После взятия Белграда нашу дивизию отвели с передовой на отдых и пополнение в городок Рума. Здесь истощенная дивизия была пополнена до шести тысяч человек, в ее состав были включены 230 югославских граждан. И все-таки шесть тысяч — это половина штатного состава, в немецких дивизиях было по четырнадцать тысяч человек.

В Руме мы ремонтировали технику, амуницию, распределяли по батареям вновь прибывших солдат и в ходе этой работы отдыхали. Отдыхали от боев и от передовой. В солнечном небе были только наши самолеты. Дни стояли солнечные — золотая югославская осень! Природа еще не увядала, все благоухало зеленью, плодами, яркой расцветкой красовались горы и долины. Тепло, сухо, разноцветье в садах, огородах. Бойцы немного расслабились. Радовались тому, что имеют возможность походить во весь рост, не сгибаясь и не припадая к земле. Население городка встречало нас восторженно, обнимали, угощали, поили вином, приглашали на игры, танцы. На постое в домах хозяева принимали нас тепло и радушно, делились всем, что имели. Во всех дворах, где стояли подразделения моего дивизиона, слышались веселые шутки, раскатистый смех, царили веселье, песни. Люди наслаждались возможностью наяву ощутить красоту мирной жизни; пусть недолго, пожить без грохота боя, страданий, страха, смертей. Солдаты и офицеры буквально купались в женском и девичьем внимании. С какою-то внутренней тоской, радостью, вожделением жадно ласкали хозяйских ребятишек. Как раз приближались Ноябрьские праздники, и мы впервые за три года пребывания на фронте по-человечески отмечали их. Нам не только было отрадно и весело, но и непривычно вольготно. До этого в непрерывных боях мы забывали о праздниках, не до них было. Разве что Новый год помнили, чтобы в час ночи «поздравить» немцев.

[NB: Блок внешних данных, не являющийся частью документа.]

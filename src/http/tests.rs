//! Tests for the HTTP client module

use super::*;
use crate::error::Error;
use serde_json::json;
use std::time::Duration;
use wiremock::matchers::{body_json, header, method, path, query_param};
use wiremock::{Mock, MockServer, ResponseTemplate};

fn client_for(server: &MockServer) -> HttpClient {
    let config = HttpClientConfig::builder().base_url(server.uri()).build();
    HttpClient::with_config(config).unwrap()
}

#[test]
fn test_http_client_config_default() {
    let config = HttpClientConfig::default();
    assert_eq!(config.connect_timeout, Duration::from_secs(3));
    assert_eq!(config.read_timeout, Duration::from_secs(10));
    assert!(config.api_token.is_none());
    assert!(config.rate_limit.is_none());
    assert_eq!(
        config.default_headers.get("Content-Type"),
        Some(&"application/json".to_string())
    );
}

#[test]
fn test_http_client_config_builder() {
    let config = HttpClientConfig::builder()
        .base_url("https://motels.example.com")
        .api_token("secret")
        .timeouts(Duration::from_secs(1), Duration::from_secs(5))
        .rate_limit(RateLimiterConfig::per_second(20))
        .header("X-Run", "seed")
        .user_agent("test-agent/1.0")
        .build();

    assert_eq!(config.base_url, "https://motels.example.com");
    assert_eq!(config.api_token, Some("secret".to_string()));
    assert_eq!(config.connect_timeout, Duration::from_secs(1));
    assert_eq!(config.read_timeout, Duration::from_secs(5));
    assert_eq!(config.rate_limit, Some(RateLimiterConfig::per_second(20)));
    assert_eq!(config.default_headers.get("X-Run"), Some(&"seed".to_string()));
    assert_eq!(config.user_agent, "test-agent/1.0");
}

#[test]
fn test_url_building() {
    let config = HttpClientConfig::builder()
        .base_url("http://localhost:8085/")
        .build();
    let client = HttpClient::with_config(config).unwrap();

    assert_eq!(
        client.url("/motelApi/v1/ping"),
        "http://localhost:8085/motelApi/v1/ping"
    );
    assert_eq!(
        client.url("motelApi/v1/ping"),
        "http://localhost:8085/motelApi/v1/ping"
    );
    assert_eq!(client.url("https://other/x"), "https://other/x");
}

#[tokio::test]
async fn test_get_json_with_query_and_auth() {
    let server = MockServer::start().await;

    Mock::given(method("GET"))
        .and(path("/motelApi/v1/motels"))
        .and(query_param("page", "0"))
        .and(query_param("size", "50"))
        .and(header("Authorization", "Bearer token-123"))
        .and(header("Content-Type", "application/json"))
        .respond_with(ResponseTemplate::new(200).set_body_json(json!({
            "response": {"http_code": "200", "data": {"content": []}}
        })))
        .expect(1)
        .mount(&server)
        .await;

    let config = HttpClientConfig::builder()
        .base_url(server.uri())
        .api_token("token-123")
        .build();
    let client = HttpClient::with_config(config).unwrap();

    let query = vec![
        ("page".to_string(), "0".to_string()),
        ("size".to_string(), "50".to_string()),
    ];
    let body = client.get_json("/motelApi/v1/motels", &query).await.unwrap();
    assert_eq!(body["response"]["http_code"], "200");
}

#[tokio::test]
async fn test_non_2xx_is_http_status() {
    let server = MockServer::start().await;

    Mock::given(method("GET"))
        .and(path("/missing"))
        .respond_with(ResponseTemplate::new(404).set_body_string("nope"))
        .expect(1)
        .mount(&server)
        .await;

    let err = client_for(&server)
        .get_json("/missing", &[])
        .await
        .unwrap_err();

    match err {
        Error::HttpStatus { status, body } => {
            assert_eq!(status, 404);
            assert_eq!(body, "nope");
        }
        other => panic!("expected HttpStatus, got {other:?}"),
    }
}

#[tokio::test]
async fn test_server_error_is_not_transient() {
    let server = MockServer::start().await;

    Mock::given(method("POST"))
        .and(path("/motelApi/v1/motels"))
        .respond_with(ResponseTemplate::new(500))
        .expect(1)
        .mount(&server)
        .await;

    let err = client_for(&server)
        .post_json("/motelApi/v1/motels", &json!({"motelName": "x"}))
        .await
        .unwrap_err();

    assert_eq!(err.status(), Some(500));
    assert!(!err.is_transient());
}

#[tokio::test]
async fn test_post_json_sends_body() {
    let server = MockServer::start().await;

    Mock::given(method("POST"))
        .and(path("/motelApi/v1/motels"))
        .and(body_json(json!({"motelName": "The Lee's Inns - Motel1"})))
        .respond_with(ResponseTemplate::new(201).set_body_json(json!({
            "response": {"http_code": "201", "data": {"motelId": "m-1"}}
        })))
        .expect(1)
        .mount(&server)
        .await;

    let reply = client_for(&server)
        .post_json(
            "/motelApi/v1/motels",
            &json!({"motelName": "The Lee's Inns - Motel1"}),
        )
        .await
        .unwrap();

    assert_eq!(reply["response"]["data"]["motelId"], "m-1");
}

#[tokio::test]
async fn test_post_json_non_json_reply() {
    let server = MockServer::start().await;

    Mock::given(method("POST"))
        .and(path("/create"))
        .respond_with(ResponseTemplate::new(201).set_body_string("created"))
        .mount(&server)
        .await;

    let reply = client_for(&server)
        .post_json("/create", &json!({}))
        .await
        .unwrap();

    assert_eq!(reply, json!({"status_code": 201}));
}

#[tokio::test]
async fn test_get_json_invalid_body_is_decode_error() {
    let server = MockServer::start().await;

    Mock::given(method("GET"))
        .and(path("/list"))
        .respond_with(ResponseTemplate::new(200).set_body_string("<html>"))
        .mount(&server)
        .await;

    let err = client_for(&server).get_json("/list", &[]).await.unwrap_err();
    assert!(matches!(err, Error::Decode { .. }));
    assert!(!err.is_transient());
}

#[tokio::test]
async fn test_get_probe_tolerates_non_json() {
    let server = MockServer::start().await;

    Mock::given(method("GET"))
        .and(path("/motelApi/v1/ping"))
        .respond_with(ResponseTemplate::new(200).set_body_string("pong"))
        .mount(&server)
        .await;

    let probe = client_for(&server)
        .get_probe("/motelApi/v1/ping")
        .await
        .unwrap();

    assert_eq!(probe.status, 200);
    assert!(probe.body.is_none());
}

#[tokio::test]
async fn test_timeout_is_transient() {
    let server = MockServer::start().await;

    Mock::given(method("GET"))
        .and(path("/slow"))
        .respond_with(ResponseTemplate::new(200).set_delay(Duration::from_millis(500)))
        .mount(&server)
        .await;

    let config = HttpClientConfig::builder()
        .base_url(server.uri())
        .timeouts(Duration::from_secs(1), Duration::from_millis(50))
        .build();
    let client = HttpClient::with_config(config).unwrap();

    let err = client.get_json("/slow", &[]).await.unwrap_err();
    assert!(matches!(err, Error::Timeout { timeout_ms: 50 }));
    assert!(err.is_transient());
}

#[tokio::test]
async fn test_connection_refused_is_transient() {
    // Nothing listens on port 9 on the loopback interface
    let config = HttpClientConfig::builder()
        .base_url("http://127.0.0.1:9")
        .timeouts(Duration::from_millis(200), Duration::from_millis(200))
        .build();
    let client = HttpClient::with_config(config).unwrap();

    let err = client.get_json("/anything", &[]).await.unwrap_err();
    assert!(err.is_transient(), "{err:?}");
}

/// Reads one request, headers and body, off the socket
async fn read_request(socket: &mut tokio::net::TcpStream) {
    use tokio::io::AsyncReadExt;

    let mut seen = Vec::new();
    let mut buf = [0u8; 1024];
    loop {
        let n = socket.read(&mut buf).await.unwrap_or(0);
        if n == 0 {
            return;
        }
        seen.extend_from_slice(&buf[..n]);
        let text = String::from_utf8_lossy(&seen).to_string();
        if let Some(end) = text.find("\r\n\r\n") {
            let length = text[..end]
                .lines()
                .find_map(|line| {
                    let line = line.to_ascii_lowercase();
                    line.strip_prefix("content-length:")
                        .and_then(|v| v.trim().parse::<usize>().ok())
                })
                .unwrap_or(0);
            if seen.len() >= end + 4 + length {
                return;
            }
        }
    }
}

#[tokio::test]
async fn test_post_json_truncated_reply_is_not_retried() {
    use crate::retry::{retry_transient, RetryPolicy};
    use std::sync::atomic::{AtomicU32, Ordering};
    use std::sync::Arc;
    use tokio::io::AsyncWriteExt;
    use tokio::net::TcpListener;

    // Answers 201 but hangs up before the promised body is complete
    let listener = TcpListener::bind("127.0.0.1:0").await.unwrap();
    let addr = listener.local_addr().unwrap();
    let accepted = Arc::new(AtomicU32::new(0));
    let counter = Arc::clone(&accepted);
    tokio::spawn(async move {
        while let Ok((mut socket, _)) = listener.accept().await {
            counter.fetch_add(1, Ordering::SeqCst);
            read_request(&mut socket).await;
            let _ = socket
                .write_all(
                    b"HTTP/1.1 201 Created\r\ncontent-type: application/json\r\ncontent-length: 64\r\n\r\n{\"response\"",
                )
                .await;
            let _ = socket.shutdown().await;
        }
    });

    let config = HttpClientConfig::builder()
        .base_url(format!("http://{addr}"))
        .timeouts(Duration::from_secs(1), Duration::from_secs(2))
        .build();
    let client = HttpClient::with_config(config).unwrap();

    let body = json!({"name": "Roadside"});
    let result = retry_transient(&RetryPolicy::default(), "create_chain", || {
        client.post_json("/chains", &body)
    })
    .await;

    let err = result.unwrap_err();
    assert!(matches!(err, Error::Decode { .. }), "{err:?}");
    assert!(!err.is_transient());
    assert_eq!(accepted.load(Ordering::SeqCst), 1);
}

#[tokio::test]
async fn test_http_client_with_rate_limiter() {
    let server = MockServer::start().await;

    Mock::given(method("GET"))
        .and(path("/paced"))
        .respond_with(ResponseTemplate::new(200).set_body_json(json!({})))
        .expect(3)
        .mount(&server)
        .await;

    let config = HttpClientConfig::builder()
        .base_url(server.uri())
        .rate_limit(RateLimiterConfig::new(100, 10))
        .build();
    let client = HttpClient::with_config(config).unwrap();

    for _ in 0..3 {
        client.get_json("/paced", &[]).await.unwrap();
    }
}

#[test]
fn test_http_client_debug() {
    let client = HttpClient::with_config(HttpClientConfig::default()).unwrap();
    let debug = format!("{client:?}");
    assert!(debug.contains("HttpClient"));
    assert!(debug.contains("has_token"));
}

Наступило 7 ноября 1944 года. Но нам уже не до праздника: через три дня выступаем. Фронт километрах в пятнадцати-двадцати. Чуть слышны глухие раскаты тяжелых орудий. Все три батареи моего дивизиона стоят в боевом положении на северной окраине городка. Сам я с раннего утра сижу за столом летней кухни во дворе домика на той же окраине Румы. В бою мое место — передовая, и мне сейчас непривычно находиться в своем штабе в районе тылов дивизии. На длинном дощатом столе, занимающем почти всю стену против входа, передо мною лежит топографическая карта: изучаю придунайский район до города Вуковар, где предстоит нам вести бои с немцами. Справа от меня за тем же столом, как и я, лицом к двери, сидит начальник связи дивизиона старший лейтенант Левин, ремонтирует телефонный аппарат. Мы ровесники, но он рязанский — курносый, розовощекий; в штыковую и за «языком» не ходил, да и забот у него поменьше моего, потому выглядит он куда моложе меня.

Вдруг легкая дверь кухоньки с шумом распахивается и на пороге появляется высокая фигура военного. Вошедший сильно согнулся, чтобы протиснуться в низкий проход, и мне не видно его лица. Кто же это так бесцеремонно врывается, неприязненно подумал я. Фигура распрямилась почти под самый потолок, и с испитого полупьяного лица на меня глянули нахальные злые глаза вошедшего. Это бывший командир моей 2-й батареи капитан Щегольков. Сделав шаг вперед, он выхватывает правую руку из кармана галифе и направляет на меня пистолет. Наглое лицо искажено зловещей улыбкой. Медленно, до щелчка отводит большим пальцем курок, испытующе глядит на меня и шипит сквозь зубы:

— Ну, мальчик, держись. Настал твой конец. Я пришел рассчитаться. Мстить!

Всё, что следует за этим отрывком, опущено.